[[ RECORDS PROVIDED, beginning ]]
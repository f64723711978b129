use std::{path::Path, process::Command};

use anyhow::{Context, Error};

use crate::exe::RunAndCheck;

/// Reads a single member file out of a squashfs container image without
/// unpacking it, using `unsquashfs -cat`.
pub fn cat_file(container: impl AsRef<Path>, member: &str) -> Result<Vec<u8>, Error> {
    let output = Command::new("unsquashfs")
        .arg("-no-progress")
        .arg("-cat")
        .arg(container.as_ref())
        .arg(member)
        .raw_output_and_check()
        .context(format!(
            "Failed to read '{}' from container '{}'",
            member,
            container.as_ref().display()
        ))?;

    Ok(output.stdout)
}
[[ RECORDS PROVIDED, end ]]
[[ RECORDS PROVIDED, beginning ]]
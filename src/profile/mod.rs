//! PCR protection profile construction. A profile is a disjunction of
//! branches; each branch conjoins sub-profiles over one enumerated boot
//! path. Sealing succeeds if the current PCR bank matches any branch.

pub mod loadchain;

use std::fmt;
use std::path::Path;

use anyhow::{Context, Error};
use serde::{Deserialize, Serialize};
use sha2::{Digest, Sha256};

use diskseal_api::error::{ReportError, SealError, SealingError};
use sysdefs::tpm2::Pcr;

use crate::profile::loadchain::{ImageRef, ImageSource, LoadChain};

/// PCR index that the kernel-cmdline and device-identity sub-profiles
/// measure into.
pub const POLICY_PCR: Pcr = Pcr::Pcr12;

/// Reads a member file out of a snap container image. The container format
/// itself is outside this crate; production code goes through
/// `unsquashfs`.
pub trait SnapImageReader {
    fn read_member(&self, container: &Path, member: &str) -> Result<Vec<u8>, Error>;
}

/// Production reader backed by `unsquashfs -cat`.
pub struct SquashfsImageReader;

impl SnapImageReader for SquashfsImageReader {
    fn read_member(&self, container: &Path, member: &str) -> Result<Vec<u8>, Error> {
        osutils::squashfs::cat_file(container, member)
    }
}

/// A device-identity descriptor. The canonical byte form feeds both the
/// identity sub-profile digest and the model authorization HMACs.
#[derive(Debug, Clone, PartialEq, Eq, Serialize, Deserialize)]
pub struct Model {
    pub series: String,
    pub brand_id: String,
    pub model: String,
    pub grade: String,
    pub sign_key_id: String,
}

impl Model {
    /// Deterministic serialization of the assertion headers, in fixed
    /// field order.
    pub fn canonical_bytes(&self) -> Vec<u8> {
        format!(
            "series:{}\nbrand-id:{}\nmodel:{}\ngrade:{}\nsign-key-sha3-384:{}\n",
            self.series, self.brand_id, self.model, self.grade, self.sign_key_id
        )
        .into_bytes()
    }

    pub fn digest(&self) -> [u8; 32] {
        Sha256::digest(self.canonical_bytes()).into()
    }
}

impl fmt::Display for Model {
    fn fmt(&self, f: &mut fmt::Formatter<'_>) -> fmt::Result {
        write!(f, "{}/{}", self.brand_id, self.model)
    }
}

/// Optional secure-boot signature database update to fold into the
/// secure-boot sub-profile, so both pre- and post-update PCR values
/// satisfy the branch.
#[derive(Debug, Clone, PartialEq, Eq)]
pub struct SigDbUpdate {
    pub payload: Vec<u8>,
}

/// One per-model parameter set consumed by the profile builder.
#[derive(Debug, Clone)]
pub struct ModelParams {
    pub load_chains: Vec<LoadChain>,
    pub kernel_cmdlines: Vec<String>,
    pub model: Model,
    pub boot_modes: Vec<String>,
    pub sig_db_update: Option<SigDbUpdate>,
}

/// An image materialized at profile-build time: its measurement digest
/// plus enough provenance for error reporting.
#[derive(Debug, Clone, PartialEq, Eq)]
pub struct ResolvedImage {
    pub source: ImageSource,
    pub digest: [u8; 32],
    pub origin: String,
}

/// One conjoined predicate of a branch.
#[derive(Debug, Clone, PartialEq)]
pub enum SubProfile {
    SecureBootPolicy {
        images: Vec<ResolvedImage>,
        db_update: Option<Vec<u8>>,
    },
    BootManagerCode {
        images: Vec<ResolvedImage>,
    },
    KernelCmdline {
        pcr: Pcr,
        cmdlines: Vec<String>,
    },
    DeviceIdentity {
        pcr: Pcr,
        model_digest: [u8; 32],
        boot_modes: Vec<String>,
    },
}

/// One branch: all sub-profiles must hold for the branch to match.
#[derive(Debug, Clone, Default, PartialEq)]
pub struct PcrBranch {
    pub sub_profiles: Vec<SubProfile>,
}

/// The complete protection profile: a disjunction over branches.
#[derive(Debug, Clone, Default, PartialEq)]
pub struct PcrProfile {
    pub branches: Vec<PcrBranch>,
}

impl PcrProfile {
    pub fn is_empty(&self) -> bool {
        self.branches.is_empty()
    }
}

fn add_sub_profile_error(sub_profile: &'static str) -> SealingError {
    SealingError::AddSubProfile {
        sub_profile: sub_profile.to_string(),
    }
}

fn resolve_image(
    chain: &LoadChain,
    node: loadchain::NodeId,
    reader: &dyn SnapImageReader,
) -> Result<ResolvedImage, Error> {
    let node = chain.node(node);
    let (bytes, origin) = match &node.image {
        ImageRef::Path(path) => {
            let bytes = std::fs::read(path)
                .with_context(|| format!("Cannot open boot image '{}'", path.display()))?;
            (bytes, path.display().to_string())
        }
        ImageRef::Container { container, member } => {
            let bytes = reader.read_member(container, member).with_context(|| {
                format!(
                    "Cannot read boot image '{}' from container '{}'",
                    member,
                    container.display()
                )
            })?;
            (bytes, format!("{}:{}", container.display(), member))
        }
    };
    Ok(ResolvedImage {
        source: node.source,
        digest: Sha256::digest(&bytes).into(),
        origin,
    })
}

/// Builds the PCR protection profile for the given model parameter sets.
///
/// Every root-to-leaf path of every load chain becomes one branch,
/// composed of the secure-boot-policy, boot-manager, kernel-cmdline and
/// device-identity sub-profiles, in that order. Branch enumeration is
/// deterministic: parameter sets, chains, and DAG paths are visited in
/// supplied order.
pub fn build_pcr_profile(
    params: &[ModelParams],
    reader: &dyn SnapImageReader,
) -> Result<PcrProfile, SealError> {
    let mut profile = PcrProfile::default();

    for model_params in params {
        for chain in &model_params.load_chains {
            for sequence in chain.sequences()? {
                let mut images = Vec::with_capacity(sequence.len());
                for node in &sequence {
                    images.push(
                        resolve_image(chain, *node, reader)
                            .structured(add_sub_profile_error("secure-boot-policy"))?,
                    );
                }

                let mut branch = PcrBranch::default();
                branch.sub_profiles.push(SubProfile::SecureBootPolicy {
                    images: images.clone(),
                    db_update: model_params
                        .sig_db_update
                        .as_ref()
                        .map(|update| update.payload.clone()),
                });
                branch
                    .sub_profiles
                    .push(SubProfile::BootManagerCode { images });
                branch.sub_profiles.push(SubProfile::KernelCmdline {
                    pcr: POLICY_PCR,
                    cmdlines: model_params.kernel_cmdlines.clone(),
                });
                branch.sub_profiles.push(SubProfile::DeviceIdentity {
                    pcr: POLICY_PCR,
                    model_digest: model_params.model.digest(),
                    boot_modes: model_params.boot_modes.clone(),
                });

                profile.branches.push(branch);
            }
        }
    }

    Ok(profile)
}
[[ RECORDS PROVIDED, end ]]
## PROBLEM REQUIREMENTS
Please copy the lines in the records above between the one holding "branch to match." and the one holding "-> Result<ResolvedImage, Error>", inclusive, exactly and with no other line.

## FINAL ANSWER
/// One branch: all sub-profiles must hold for the branch to match.
#[derive(Debug, Clone, Default, PartialEq)]
pub struct PcrBranch {
    pub sub_profiles: Vec<SubProfile>,
}

/// The complete protection profile: a disjunction over branches.
#[derive(Debug, Clone, Default, PartialEq)]
pub struct PcrProfile {
    pub branches: Vec<PcrBranch>,
}

impl PcrProfile {
    pub fn is_empty(&self) -> bool {
        self.branches.is_empty()
    }
}

fn add_sub_profile_error(sub_profile: &'static str) -> SealingError {
    SealingError::AddSubProfile {
        sub_profile: sub_profile.to_string(),
    }
}

fn resolve_image(
    chain: &LoadChain,
    node: loadchain::NodeId,
    reader: &dyn SnapImageReader,
) -> Result<ResolvedImage, Error> {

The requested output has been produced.